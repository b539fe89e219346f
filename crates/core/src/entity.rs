//! Entity trait: identity + continuity across state changes.

/// Entity marker + minimal interface.
///
/// Users and persisted expenses are entities; money amounts and balance pairs
/// are value objects.
pub trait Entity {
    /// Strongly-typed entity identifier.
    type Id: Clone + Eq + Ord + core::hash::Hash + core::fmt::Debug;

    /// Returns the entity identifier.
    fn id(&self) -> &Self::Id;
}
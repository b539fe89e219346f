use core::str::FromStr;

use chrono::{DateTime, Utc};
use serde::{Deserialize, Serialize};

use splitledger_core::{DomainError, DomainResult, Entity, ExpenseId, Money, SplitId, UserId};

/// Policy governing how a total is divided into per-participant obligations.
#[derive(Debug, Clone, Copy, PartialEq, Eq, Hash, Serialize, Deserialize)]
#[serde(rename_all = "lowercase")]
pub enum SplitMethod {
    Equal,
    Percentage,
    Manual,
}

impl SplitMethod {
    pub fn as_str(self) -> &'static str {
        match self {
            SplitMethod::Equal => "equal",
            SplitMethod::Percentage => "percentage",
            SplitMethod::Manual => "manual",
        }
    }
}

impl core::fmt::Display for SplitMethod {
    fn fmt(&self, f: &mut core::fmt::Formatter<'_>) -> core::fmt::Result {
        f.write_str(self.as_str())
    }
}

impl FromStr for SplitMethod {
    type Err = DomainError;

    fn from_str(s: &str) -> Result<Self, Self::Err> {
        match s.trim().to_lowercase().as_str() {
            "equal" => Ok(SplitMethod::Equal),
            "percentage" => Ok(SplitMethod::Percentage),
            "manual" => Ok(SplitMethod::Manual),
            _ => Err(DomainError::validation(format!("invalid split method: {s}"))),
        }
    }
}

/// An expense that has been validated but not yet persisted.
#[derive(Debug, Clone, PartialEq, Eq, Serialize, Deserialize)]
pub struct NewExpense {
    pub description: String,
    pub tag: Option<String>,
    pub total_amount: Money,
    pub created_by: UserId,
}

impl NewExpense {
    pub fn new(
        description: impl Into<String>,
        tag: Option<String>,
        total_amount: Money,
        created_by: UserId,
    ) -> DomainResult<Self> {
        let description = description.into().trim().to_string();
        if description.is_empty() {
            return Err(DomainError::validation("expense description must not be empty"));
        }
        if !total_amount.is_positive() {
            return Err(DomainError::validation(format!(
                "total amount must be positive, got {total_amount}"
            )));
        }
        let tag = tag.map(|t| t.trim().to_string()).filter(|t| !t.is_empty());

        Ok(Self {
            description,
            tag,
            total_amount,
            created_by,
        })
    }
}

/// A persisted expense record (immutable, append-only).
#[derive(Debug, Clone, PartialEq, Eq, Serialize, Deserialize)]
pub struct Expense {
    pub id: ExpenseId,
    pub description: String,
    pub tag: Option<String>,
    pub total_amount: Money,
    pub created_by: UserId,
    pub created_at: DateTime<Utc>,
}

impl Entity for Expense {
    type Id = ExpenseId;

    fn id(&self) -> &Self::Id {
        &self.id
    }
}

/// A computed per-participant obligation, before persistence.
#[derive(Debug, Clone, Copy, PartialEq, Eq, Serialize, Deserialize)]
pub struct SplitShare {
    pub user_id: UserId,
    pub amount_paid: Money,
    pub amount_owed: Money,
}

impl SplitShare {
    /// `amount_owed - amount_paid`: positive means this participant still owes.
    pub fn net(&self) -> Money {
        self.amount_owed - self.amount_paid
    }
}

/// A persisted split row (one per participant per expense).
#[derive(Debug, Clone, Copy, PartialEq, Eq, Serialize, Deserialize)]
pub struct ExpenseSplit {
    pub id: SplitId,
    pub expense_id: ExpenseId,
    pub user_id: UserId,
    pub amount_paid: Money,
    pub amount_owed: Money,
}

/// An expense together with the splits written in the same transaction.
#[derive(Debug, Clone, PartialEq, Eq, Serialize, Deserialize)]
pub struct RecordedExpense {
    pub expense: Expense,
    pub splits: Vec<ExpenseSplit>,
}

/// One row of a user's expense history.
///
/// `share` is `amount_paid - amount_owed`: positive when others owe the user.
#[derive(Debug, Clone, PartialEq, Eq, Serialize, Deserialize)]
pub struct UserExpenseView {
    pub expense_id: ExpenseId,
    pub date: DateTime<Utc>,
    pub tag: Option<String>,
    pub description: String,
    pub total_amount: Money,
    pub share: Money,
}

#[cfg(test)]
mod tests {
    use super::*;

    #[test]
    fn split_method_parses_known_tags_only() {
        assert_eq!("equal".parse::<SplitMethod>().unwrap(), SplitMethod::Equal);
        assert_eq!(" Percentage ".parse::<SplitMethod>().unwrap(), SplitMethod::Percentage);
        assert_eq!("manual".parse::<SplitMethod>().unwrap(), SplitMethod::Manual);

        let err = "shares".parse::<SplitMethod>().unwrap_err();
        assert_eq!(err, DomainError::validation("invalid split method: shares"));
    }

    #[test]
    fn new_expense_requires_description_and_positive_total() {
        let creator = UserId::new(1);
        assert!(NewExpense::new("", None, Money::from_cents(100), creator).is_err());
        assert!(NewExpense::new("Dinner", None, Money::ZERO, creator).is_err());
        assert!(NewExpense::new("Dinner", None, Money::from_cents(-5), creator).is_err());

        let expense =
            NewExpense::new(" Dinner ", Some("  ".to_string()), Money::from_cents(100), creator)
                .unwrap();
        assert_eq!(expense.description, "Dinner");
        assert_eq!(expense.tag, None);
    }
}
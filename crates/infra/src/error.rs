//! Storage error model and SQLx error mapping.

use thiserror::Error;

use splitledger_core::DomainError;

/// Storage operation error.
///
/// These are infrastructure errors; a `Domain` error only surfaces when a
/// stored row fails to rebuild into a valid domain value.
#[derive(Debug, Error)]
pub enum StoreError {
    #[error(transparent)]
    Domain(#[from] DomainError),

    #[error("not found: {0}")]
    NotFound(String),

    #[error("conflict: {0}")]
    Conflict(String),

    #[error("storage error: {0}")]
    Storage(String),
}

impl StoreError {
    pub(crate) fn poisoned() -> Self {
        StoreError::Storage("lock poisoned".to_string())
    }
}

/// Map SQLx errors to `StoreError`.
///
/// | Postgres code | Meaning | `StoreError` |
/// |---|---|---|
/// | `23505` | unique violation | `Conflict` |
/// | `23503` | foreign key violation | `Storage` |
/// | `23514` | check constraint violation | `Storage` |
/// | other / non-database | | `Storage` |
pub(crate) fn map_sqlx_error(operation: &str, err: sqlx::Error) -> StoreError {
    match err {
        sqlx::Error::Database(db_err) => {
            let msg = format!("database error in {}: {}", operation, db_err.message());
            match db_err.code().as_deref() {
                Some("23505") => StoreError::Conflict(msg),
                // Foreign key / check constraint: the write referenced bad data.
                Some("23503") | Some("23514") => StoreError::Storage(msg),
                _ => StoreError::Storage(msg),
            }
        }
        sqlx::Error::PoolClosed => {
            StoreError::Storage(format!("connection pool closed in {}", operation))
        }
        sqlx::Error::RowNotFound => {
            StoreError::NotFound(format!("unexpected row not found in {}", operation))
        }
        _ => StoreError::Storage(format!("sqlx error in {}: {}", operation, err)),
    }
}

/// Check if an error is a unique constraint violation.
pub(crate) fn is_unique_violation(err: &sqlx::Error) -> bool {
    if let sqlx::Error::Database(db_err) = err {
        if let Some(code) = db_err.code() {
            return code.as_ref() == "23505";
        }
    }
    false
}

★ ★ ★ ★ ★ ★ ★

● Activity: Print out an identical copy of the whole listing.

● Solution:
repository b539fe89e219346f
filename crates/core/src/entity.rs
//! Entity trait: identity + continuity across state changes.

/// Entity marker + minimal interface.
///
/// Users and persisted expenses are entities; money amounts and balance pairs
/// are value objects.
pub trait Entity {
    /// Strongly-typed entity identifier.
    type Id: Clone + Eq + Ord + core::hash::Hash + core::fmt::Debug;

    /// Returns the entity identifier.
    fn id(&self) -> &Self::Id;
}
repository b539fe89e219346f
use core::str::FromStr;

use chrono::{DateTime, Utc};
use serde::{Deserialize, Serialize};

use splitledger_core::{DomainError, DomainResult, Entity, ExpenseId, Money, SplitId, UserId};

/// Policy governing how a total is divided into per-participant obligations.
#[derive(Debug, Clone, Copy, PartialEq, Eq, Hash, Serialize, Deserialize)]
#[serde(rename_all = "lowercase")]
pub enum SplitMethod {
    Equal,
    Percentage,
    Manual,
}

impl SplitMethod {
    pub fn as_str(self) -> &'static str {
        match self {
            SplitMethod::Equal => "equal",
            SplitMethod::Percentage => "percentage",
            SplitMethod::Manual => "manual",
        }
    }
}

impl core::fmt::Display for SplitMethod {
    fn fmt(&self, f: &mut core::fmt::Formatter<'_>) -> core::fmt::Result {
        f.write_str(self.as_str())
    }
}

impl FromStr for SplitMethod {
    type Err = DomainError;

    fn from_str(s: &str) -> Result<Self, Self::Err> {
        match s.trim().to_lowercase().as_str() {
            "equal" => Ok(SplitMethod::Equal),
            "percentage" => Ok(SplitMethod::Percentage),
            "manual" => Ok(SplitMethod::Manual),
            _ => Err(DomainError::validation(format!("invalid split method: {s}"))),
        }
    }
}

/// An expense that has been validated but not yet persisted.
#[derive(Debug, Clone, PartialEq, Eq, Serialize, Deserialize)]
pub struct NewExpense {
    pub description: String,
    pub tag: Option<String>,
    pub total_amount: Money,
    pub created_by: UserId,
}

impl NewExpense {
    pub fn new(
        description: impl Into<String>,
        tag: Option<String>,
        total_amount: Money,
        created_by: UserId,
    ) -> DomainResult<Self> {
        let description = description.into().trim().to_string();
        if description.is_empty() {
            return Err(DomainError::validation("expense description must not be empty"));
        }
        if !total_amount.is_positive() {
            return Err(DomainError::validation(format!(
                "total amount must be positive, got {total_amount}"
            )));
        }
        let tag = tag.map(|t| t.trim().to_string()).filter(|t| !t.is_empty());

        Ok(Self {
            description,
            tag,
            total_amount,
            created_by,
        })
    }
}

/// A persisted expense record (immutable, append-only).
#[derive(Debug, Clone, PartialEq, Eq, Serialize, Deserialize)]
pub struct Expense {
    pub id: ExpenseId,
    pub description: String,
    pub tag: Option<String>,
    pub total_amount: Money,
    pub created_by: UserId,
    pub created_at: DateTime<Utc>,
}

impl Entity for Expense {
    type Id = ExpenseId;

    fn id(&self) -> &Self::Id {
        &self.id
    }
}

/// A computed per-participant obligation, before persistence.
#[derive(Debug, Clone, Copy, PartialEq, Eq, Serialize, Deserialize)]
pub struct SplitShare {
    pub user_id: UserId,
    pub amount_paid: Money,
    pub amount_owed: Money,
}

impl SplitShare {
    /// `amount_owed - amount_paid`: positive means this participant still owes.
    pub fn net(&self) -> Money {
        self.amount_owed - self.amount_paid
    }
}

/// A persisted split row (one per participant per expense).
#[derive(Debug, Clone, Copy, PartialEq, Eq, Serialize, Deserialize)]
pub struct ExpenseSplit {
    pub id: SplitId,
    pub expense_id: ExpenseId,
    pub user_id: UserId,
    pub amount_paid: Money,
    pub amount_owed: Money,
}

/// An expense together with the splits written in the same transaction.
#[derive(Debug, Clone, PartialEq, Eq, Serialize, Deserialize)]
pub struct RecordedExpense {
    pub expense: Expense,
    pub splits: Vec<ExpenseSplit>,
}

/// One row of a user's expense history.
///
/// `share` is `amount_paid - amount_owed`: positive when others owe the user.
#[derive(Debug, Clone, PartialEq, Eq, Serialize, Deserialize)]
pub struct UserExpenseView {
    pub expense_id: ExpenseId,
    pub date: DateTime<Utc>,
    pub tag: Option<String>,
    pub description: String,
    pub total_amount: Money,
    pub share: Money,
}

#[cfg(test)]
mod tests {
    use super::*;

    #[test]
    fn split_method_parses_known_tags_only() {
        assert_eq!("equal".parse::<SplitMethod>().unwrap(), SplitMethod::Equal);
        assert_eq!(" Percentage ".parse::<SplitMethod>().unwrap(), SplitMethod::Percentage);
        assert_eq!("manual".parse::<SplitMethod>().unwrap(), SplitMethod::Manual);

        let err = "shares".parse::<SplitMethod>().unwrap_err();
        assert_eq!(err, DomainError::validation("invalid split method: shares"));
    }

    #[test]
    fn new_expense_requires_description_and_positive_total() {
        let creator = UserId::new(1);
        assert!(NewExpense::new("", None, Money::from_cents(100), creator).is_err());
        assert!(NewExpense::new("Dinner", None, Money::ZERO, creator).is_err());
        assert!(NewExpense::new("Dinner", None, Money::from_cents(-5), creator).is_err());

        let expense =
            NewExpense::new(" Dinner ", Some("  ".to_string()), Money::from_cents(100), creator)
                .unwrap();
        assert_eq!(expense.description, "Dinner");
        assert_eq!(expense.tag, None);
    }
}
filename crates/infra/src/error.rs
//! Storage error model and SQLx error mapping.

use thiserror::Error;

use splitledger_core::DomainError;

/// Storage operation error.
///
/// These are infrastructure errors; a `Domain` error only surfaces when a
/// stored row fails to rebuild into a valid domain value.
#[derive(Debug, Error)]
pub enum StoreError {
    #[error(transparent)]
    Domain(#[from] DomainError),

    #[error("not found: {0}")]
    NotFound(String),

    #[error("conflict: {0}")]
    Conflict(String),

    #[error("storage error: {0}")]
    Storage(String),
}

impl StoreError {
    pub(crate) fn poisoned() -> Self {
        StoreError::Storage("lock poisoned".to_string())
    }
}

/// Map SQLx errors to `StoreError`.
///
/// | Postgres code | Meaning | `StoreError` |
/// |---|---|---|
/// | `23505` | unique violation | `Conflict` |
/// | `23503` | foreign key violation | `Storage` |
/// | `23514` | check constraint violation | `Storage` |
/// | other / non-database | | `Storage` |
pub(crate) fn map_sqlx_error(operation: &str, err: sqlx::Error) -> StoreError {
    match err {
        sqlx::Error::Database(db_err) => {
            let msg = format!("database error in {}: {}", operation, db_err.message());
            match db_err.code().as_deref() {
                Some("23505") => StoreError::Conflict(msg),
                // Foreign key / check constraint: the write referenced bad data.
                Some("23503") | Some("23514") => StoreError::Storage(msg),
                _ => StoreError::Storage(msg),
            }
        }
        sqlx::Error::PoolClosed => {
            StoreError::Storage(format!("connection pool closed in {}", operation))
        }
        sqlx::Error::RowNotFound => {
            StoreError::NotFound(format!("unexpected row not found in {}", operation))
        }
        _ => StoreError::Storage(format!("sqlx error in {}: {}", operation, err)),
    }
}

/// Check if an error is a unique constraint violation.
pub(crate) fn is_unique_violation(err: &sqlx::Error) -> bool {
    if let sqlx::Error::Database(db_err) = err {
        if let Some(code) = db_err.code() {
            return code.as_ref() == "23505";
        }
    }
    false
}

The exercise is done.